People in the Room Page 11
But she had already retreated towards her tears, and I could tell that she enjoyed them. That night, she asked me to come back after dinner, since it was her favorite time of day, and she would be alone for a while. I shouldn’t have accepted, since it meant seeing her another way, and I didn’t want to know her any more deeply, move any further into her private world, until the day came when I could listen to her with nothing to distract me.
That night she told me of how she cried. I remember how hard it was later, back in my house, to remember precisely how she broached what she wanted to say, and I even found myself writing down some of her words, because that must’ve been how she spoke to herself, to express her most intimate feelings, without anyone else knowing.
I knew she cried. I knew, too, that her tears were neither unexpected, nor startled by their own weight, but that she would wake up one morning, determined to cry that night. She needn’t be in a hurry, betray a different kind of sorrow, or even pity herself. It was enough to go through the day with her mind made up, knowing she wouldn’t fail, that nothing could make her delay it, as if, long before, she’d marked the date with a cross: “Tonight is my time to cry.” Calmly, as if awaiting something pleasant and familiar, she would sit with the others in the drawing room, go into the dining room, return to the drawing room after dinner, and then, when they said good night, she would undress and lie in bed, until the other two fell asleep. Then she would get up again, and, wrapping something around her shoulders, go silently into the drawing room, to pass the time with her tears.
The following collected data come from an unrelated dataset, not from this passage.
// src/measures/scorer.rs
use std::sync::Arc;

use once_cell::sync::Lazy;
use regex::Regex;

use crate::measures::lexicon::Lexicon;

// Letters only: digits, hyphens and apostrophes split tokens.
static TOKEN_RE: Lazy<Regex> = Lazy::new(|| Regex::new(r"[A-Za-z]+").expect("token regex"));

/// Word counts and frequencies for one document.
#[derive(Debug, Clone, Copy, Default, PartialEq)]
pub struct DictionaryScores {
    pub total_words: usize,

    pub risk_count: usize,
    pub risk_frequency: f64,

    pub negative_count: usize,
    pub negative_frequency: f64,

    pub uncertainty_count: usize,
    pub uncertainty_frequency: f64,
}

/// Counts lexicon hits in extracted text. Stateless apart from the shared,
/// read-only lexicon, so one scorer can serve many tasks at once.
#[derive(Debug, Clone)]
pub struct LexiconScorer {
    lexicon: Arc<Lexicon>,
}

impl LexiconScorer {
    pub fn new(lexicon: Arc<Lexicon>) -> Self {
        Self { lexicon }
    }

    pub fn score(&self, text: &str) -> DictionaryScores {
        let mut total_words = 0;
        let mut risk_count = 0;
        let mut negative_count = 0;
        let mut uncertainty_count = 0;

        for token in tokenize(text) {
            total_words += 1;

            if self.lexicon.risk.contains(&token) {
                risk_count += 1;
            }
            if self.lexicon.negative.contains(&token) {
                negative_count += 1;
            }
            if self.lexicon.uncertainty.contains(&token) {
                uncertainty_count += 1;
            }
        }

        DictionaryScores {
            total_words,
            risk_count,
            risk_frequency: safe_frequency(risk_count, total_words),
            negative_count,
            negative_frequency: safe_frequency(negative_count, total_words),
            uncertainty_count,
            uncertainty_frequency: safe_frequency(uncertainty_count, total_words),
        }
    }
}

/// Upper-cased alphabetic tokens. ASCII case mapping keeps results identical across hosts.
pub fn tokenize(text: &str) -> impl Iterator<Item = String> + '_ {
    TOKEN_RE.find_iter(text).map(|m| m.as_str().to_ascii_uppercase())
}

fn safe_frequency(count: usize, total_words: usize) -> f64 {
    if total_words == 0 {
        return 0.0;
    }
    count as f64 / total_words as f64
}
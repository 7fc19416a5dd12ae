pub mod error;
pub mod logging;
pub mod html_debug;

pub use error::AppError; // Re-export main error type for convenience
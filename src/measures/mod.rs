// src/measures/mod.rs
pub mod lexicon;
pub mod llm;
pub mod scorer;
Sitting in her armchair—so she told me, since I never saw her then—she would wait a little while, as if to settle comfortably. I don’t know what it was that she remembered, with which tearful word she endeavored to let herself go, since she never told me. Perhaps it was a “Farewell” tossed by the wind, which she couldn’t hear; someone murmuring, in a careless moment, “Blessed are the eyes that behold her”; perhaps a melancholy evening after a piano lesson. Since I knew so little, I couldn’t list all the likely scenarios: imagine a deceased father, her own predictable widowhood. I could only surround her with events reminiscent of the way she sat in the drawing room, and even then, it was so difficult that I had to write many things down, so as to try to understand them later, when I had the chance.
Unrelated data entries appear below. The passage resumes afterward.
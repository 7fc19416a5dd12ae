// src/edgar/throttle.rs
use std::time::Duration;

use tokio::sync::Mutex;
use tokio::time::{sleep_until, Instant};
use tokio_util::sync::CancellationToken;

use crate::utils::error::EdgarError;

/// Minimum spacing between requests issued through one `RequestThrottle`.
///
/// The lock only covers reading and updating the last grant; callers that must
/// wait sleep outside it and re-check when their earliest slot arrives, so a
/// pool of tasks can share one throttle without serialising on the mutex.
#[derive(Debug)]
pub struct RequestThrottle {
    min_interval: Duration,
    last_request: Mutex<Option<Instant>>,
}

impl RequestThrottle {
    pub fn new(min_interval: Duration) -> Self {
        Self {
            min_interval,
            last_request: Mutex::new(None),
        }
    }

    /// Waits until a request may be issued and records it as issued.
    ///
    /// Returns the instant the request slot was granted. Grants handed out by
    /// one throttle are always at least `min_interval` apart.
    pub async fn acquire(&self, cancel: &CancellationToken) -> Result<Instant, EdgarError> {
        loop {
            if cancel.is_cancelled() {
                return Err(EdgarError::Cancelled);
            }

            let earliest = {
                let mut last = self.last_request.lock().await;
                let now = Instant::now();
                match *last {
                    Some(prev) if now < prev + self.min_interval => prev + self.min_interval,
                    _ => {
                        *last = Some(now);
                        return Ok(now);
                    }
                }
            };

            tracing::trace!(
                wait_ms = earliest.saturating_duration_since(Instant::now()).as_millis() as u64,
                "Throttling EDGAR request"
            );

            tokio::select! {
                _ = cancel.cancelled() => return Err(EdgarError::Cancelled),
                _ = sleep_until(earliest) => {}
            }
        }
    }
}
After a while, as she smoothed her nightgown over her knees—and perhaps that was the best, most solemn moment—a tear would come to her eye, though she would still wait a while before letting go. But not for long. Whatever was dwelling inside her would suddenly come to life, and—as if deliberately stirring belated farewells, blessed eyes, letters still unreturned, a piano in the afternoon with no desire to keep playing, two lifeless sisters, perhaps a wail beside the unworn gloves—with bitter sobs, motionless at first, then letting her tears fall onto her hands, onto her nightgown, she would cry for an hour, two hours, gazing ahead, not wiping her eyes, unblinking, as if posing for a weeping portrait, while her tears, like the first heavy drops of rainfall, bathed her nightgown, leaving small damp patches on her chest, on her skirt, that little by little turned cold.
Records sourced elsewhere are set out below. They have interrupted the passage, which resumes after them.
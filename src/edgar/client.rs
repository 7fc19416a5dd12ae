// src/edgar/client.rs
use std::collections::HashMap;
use std::future::Future;
use std::sync::Arc;
use std::time::Duration;

use async_trait::async_trait;
use reqwest::header::{self, HeaderValue};
use tokio_util::sync::CancellationToken;

use crate::edgar::models::{CompanyTicker, Firm};
use crate::edgar::throttle::RequestThrottle;
use crate::utils::error::EdgarError;

const REQUEST_TIMEOUT_SECS: u64 = 60;

/// Anything that can turn a URL into bytes. The cache and index resolver only
/// see this seam, which keeps them testable without a network.
#[async_trait]
pub trait DocumentSource: Send + Sync {
    async fn fetch(&self, url: &str, cancel: &CancellationToken) -> Result<Vec<u8>, EdgarError>;
}

/// Base URLs for the EDGAR endpoints the pipeline touches.
#[derive(Debug, Clone)]
pub struct EdgarUrls {
    pub submissions_base: String,
    pub archives_base: String,
    pub company_tickers: String,
}

impl Default for EdgarUrls {
    fn default() -> Self {
        Self {
            submissions_base: "https://data.sec.gov/submissions".to_string(),
            archives_base: "https://www.sec.gov/Archives/edgar/data".to_string(),
            company_tickers: "https://www.sec.gov/files/company_tickers.json".to_string(),
        }
    }
}

impl EdgarUrls {
    /// `{submissions_base}/CIK##########.json`
    pub fn submissions_url(&self, cik10: &str) -> String {
        format!("{}/CIK{}.json", self.submissions_base.trim_end_matches('/'), cik10)
    }

    /// `{archives_base}/{cik without zeros}/{accession without dashes}/{primary document}`.
    /// EDGAR archive paths are literal, so the document name is not re-encoded.
    pub fn primary_doc_url(&self, cik_no_zeros: &str, accession_no_dashes: &str, primary_doc: &str) -> String {
        format!(
            "{}/{}/{}/{}",
            self.archives_base.trim_end_matches('/'),
            cik_no_zeros,
            accession_no_dashes,
            primary_doc
        )
    }
}

/// Rate-limited HTTP client for EDGAR.
///
/// Every request carries the configured User-Agent (SEC rejects anonymous
/// traffic) and passes through the shared `RequestThrottle` first.
pub struct EdgarClient {
    http: reqwest::Client,
    throttle: Arc<RequestThrottle>,
}

impl EdgarClient {
    pub fn new(user_agent: &str, throttle: Arc<RequestThrottle>) -> Result<Self, EdgarError> {
        let user_agent = user_agent.trim();
        if user_agent.is_empty() {
            return Err(EdgarError::InvalidUserAgent("User-Agent must not be blank".to_string()));
        }
        let header_value = HeaderValue::from_str(user_agent)
            .map_err(|e| EdgarError::InvalidUserAgent(format!("{}: {}", user_agent, e)))?;

        let http = reqwest::Client::builder()
            .user_agent(header_value)
            .timeout(Duration::from_secs(REQUEST_TIMEOUT_SECS))
            .build()?;

        Ok(Self { http, throttle })
    }

    async fn send(&self, url: &str) -> Result<Vec<u8>, EdgarError> {
        tracing::debug!("Requesting {}", url);

        let response = self
            .http
            .get(url)
            // Submissions are JSON, archives are mostly HTML
            .header(header::ACCEPT, "application/json,text/html,application/xml,text/plain,*/*")
            .send()
            .await?;

        // Check if the request was successful (status code 2xx)
        let status = response.status();
        if !status.is_success() {
            tracing::warn!("HTTP error status: {} for URL: {}", status, url);
            if status == reqwest::StatusCode::FORBIDDEN {
                return Err(EdgarError::RateLimited(url.to_string()));
            }
            if status == reqwest::StatusCode::NOT_FOUND {
                return Err(EdgarError::FilingDocNotFound(url.to_string()));
            }
            return Err(EdgarError::Http {
                status,
                url: url.to_string(),
            });
        }

        let body = response.bytes().await?;
        tracing::debug!("Downloaded {} bytes from {}", body.len(), url);
        Ok(body.to_vec())
    }
}

#[async_trait]
impl DocumentSource for EdgarClient {
    async fn fetch(&self, url: &str, cancel: &CancellationToken) -> Result<Vec<u8>, EdgarError> {
        self.throttle.acquire(cancel).await?;
        until_cancelled(cancel, url, self.send(url)).await
    }
}

/// Drives an in-flight request unless `cancel` fires first; the request is dropped then.
async fn until_cancelled<T, F>(cancel: &CancellationToken, url: &str, request: F) -> Result<T, EdgarError>
where
    F: Future<Output = Result<T, EdgarError>>,
{
    tokio::select! {
        _ = cancel.cancelled() => {
            tracing::debug!("Request cancelled: {}", url);
            Err(EdgarError::Cancelled)
        }
        result = request => result,
    }
}

/// Resolves ticker symbols to firms using the SEC ticker map.
///
/// Tickers that are not in the map are logged and left out of the result.
pub async fn lookup_tickers<S>(
    source: &S,
    urls: &EdgarUrls,
    tickers: &[String],
    cancel: &CancellationToken,
) -> Result<Vec<Firm>, EdgarError>
where
    S: DocumentSource + ?Sized,
{
    if tickers.is_empty() {
        return Ok(Vec::new());
    }

    let bytes = source.fetch(&urls.company_tickers, cancel).await?;
    let table: HashMap<String, CompanyTicker> = serde_json::from_slice(&bytes)
        .map_err(|e| EdgarError::Parse(format!("company tickers: {}", e)))?;

    let by_ticker: HashMap<String, &CompanyTicker> = table
        .values()
        .map(|entry| (entry.ticker.to_uppercase(), entry))
        .collect();

    let mut firms = Vec::with_capacity(tickers.len());
    for ticker in tickers {
        let wanted = ticker.trim().to_uppercase();
        match by_ticker.get(&wanted) {
            Some(entry) => firms.push(Firm {
                // Format CIK with leading zeros to 10 digits
                cik10: format!("{:010}", entry.cik_str),
                ticker: Some(wanted),
                name: Some(entry.title.clone()),
            }),
            None => tracing::warn!("Could not find CIK for ticker {}", wanted),
        }
    }

    Ok(firms)
}

#[cfg(test)]
mod tests {
    use super::*;
    use std::sync::Mutex;

    /// Serves canned bodies keyed by URL and remembers what was asked for.
    struct StaticSource {
        bodies: HashMap<String, Vec<u8>>,
        requested: Mutex<Vec<String>>,
    }

    #[async_trait]
    impl DocumentSource for StaticSource {
        async fn fetch(&self, url: &str, _cancel: &CancellationToken) -> Result<Vec<u8>, EdgarError> {
            self.requested.lock().unwrap().push(url.to_string());
            self.bodies
                .get(url)
                .cloned()
                .ok_or_else(|| EdgarError::FilingDocNotFound(url.to_string()))
        }
    }

    #[test]
    fn archive_url_uses_stripped_cik_and_accession() {
        let urls = EdgarUrls::default();
        let url = urls.primary_doc_url("320193", "000032019323000106", "a10-k20230930.htm");
        assert_eq!(
            url,
            "https://www.sec.gov/Archives/edgar/data/320193/000032019323000106/a10-k20230930.htm"
        );
    }

    #[test]
    fn submissions_url_keeps_padded_cik() {
        let urls = EdgarUrls::default();
        assert_eq!(
            urls.submissions_url("0000320193"),
            "https://data.sec.gov/submissions/CIK0000320193.json"
        );
    }

    #[test]
    fn blank_user_agent_is_rejected() {
        let throttle = Arc::new(RequestThrottle::new(Duration::from_millis(200)));
        let result = EdgarClient::new("   ", throttle);
        assert!(matches!(result, Err(EdgarError::InvalidUserAgent(_))));
    }

    #[test]
    fn user_agent_must_be_a_valid_header() {
        let throttle = Arc::new(RequestThrottle::new(Duration::from_millis(200)));
        assert!(EdgarClient::new(" Research Lab research@example.edu ", throttle.clone()).is_ok());

        let result = EdgarClient::new("Research Lab\nresearch@example.edu", throttle);
        assert!(matches!(result, Err(EdgarError::InvalidUserAgent(_))));
    }

    #[tokio::test]
    async fn cancelled_token_short_circuits_fetch() {
        let throttle = Arc::new(RequestThrottle::new(Duration::from_millis(10)));
        let client = EdgarClient::new("Research Lab research@example.edu", throttle).unwrap();
        let cancel = CancellationToken::new();
        cancel.cancel();

        let result = client.fetch("http://127.0.0.1:9/unreachable", &cancel).await;
        assert!(matches!(result, Err(EdgarError::Cancelled)));
    }

    #[tokio::test]
    async fn cancelling_drops_the_in_flight_request() {
        let cancel = CancellationToken::new();
        let trigger = cancel.clone();
        tokio::spawn(async move {
            tokio::time::sleep(Duration::from_millis(20)).await;
            trigger.cancel();
        });

        let never_answers = std::future::pending::<Result<Vec<u8>, EdgarError>>();
        let result = until_cancelled(&cancel, "https://www.sec.gov/slow.htm", never_answers).await;
        assert!(matches!(result, Err(EdgarError::Cancelled)));
    }

    #[tokio::test]
    async fn completed_request_passes_through() {
        let answered = async { Ok::<_, EdgarError>(b"<html></html>".to_vec()) };
        let result = until_cancelled(&CancellationToken::new(), "https://www.sec.gov/doc.htm", answered).await;
        assert_eq!(result.unwrap(), b"<html></html>".to_vec());
    }

    #[tokio::test]
    async fn tickers_resolve_to_padded_ciks() {
        let urls = EdgarUrls::default();
        let body = br#"{
            "0": {"cik_str": 320193, "ticker": "AAPL", "title": "Apple Inc."},
            "1": {"cik_str": 789019, "ticker": "MSFT", "title": "MICROSOFT CORP"}
        }"#;
        let source = StaticSource {
            bodies: HashMap::from([(urls.company_tickers.clone(), body.to_vec())]),
            requested: Mutex::new(Vec::new()),
        };

        let firms = lookup_tickers(
            &source,
            &urls,
            &["msft".to_string(), "NOPE".to_string()],
            &CancellationToken::new(),
        )
        .await
        .unwrap();

        assert_eq!(firms.len(), 1);
        assert_eq!(firms[0].cik10, "0000789019");
        assert_eq!(firms[0].ticker.as_deref(), Some("MSFT"));
        assert_eq!(firms[0].name.as_deref(), Some("MICROSOFT CORP"));
    }

    #[tokio::test]
    async fn no_tickers_means_no_request() {
        let source = StaticSource {
            bodies: HashMap::new(),
            requested: Mutex::new(Vec::new()),
        };
        let firms = lookup_tickers(&source, &EdgarUrls::default(), &[], &CancellationToken::new())
            .await
            .unwrap();
        assert!(firms.is_empty());
        assert!(source.requested.lock().unwrap().is_empty());
    }
}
When she’d finally cried so much that only rough fragments of sobs were left in her throat, she would get up slowly, return to her bedroom, not needing to turn on the light, climb into bed, and soon fall fast asleep. Sometimes she had to lie on her side so she couldn’t feel, against her skin, the final swollen drops of her deliberate tears.
20
I needed to rehearse, since the time was drawing near, and I had decided to spend four days in Adrogué. I mentioned my journey several times, without giving them a date. I was distressed to think of leaving, of abandoning their faces for those four nights. I understood a little too late that the danger had begun as soon as I had mentioned that I might go away, because the idea soon settled in beside them, and there wasn’t an evening I didn’t hear them speak of my departure.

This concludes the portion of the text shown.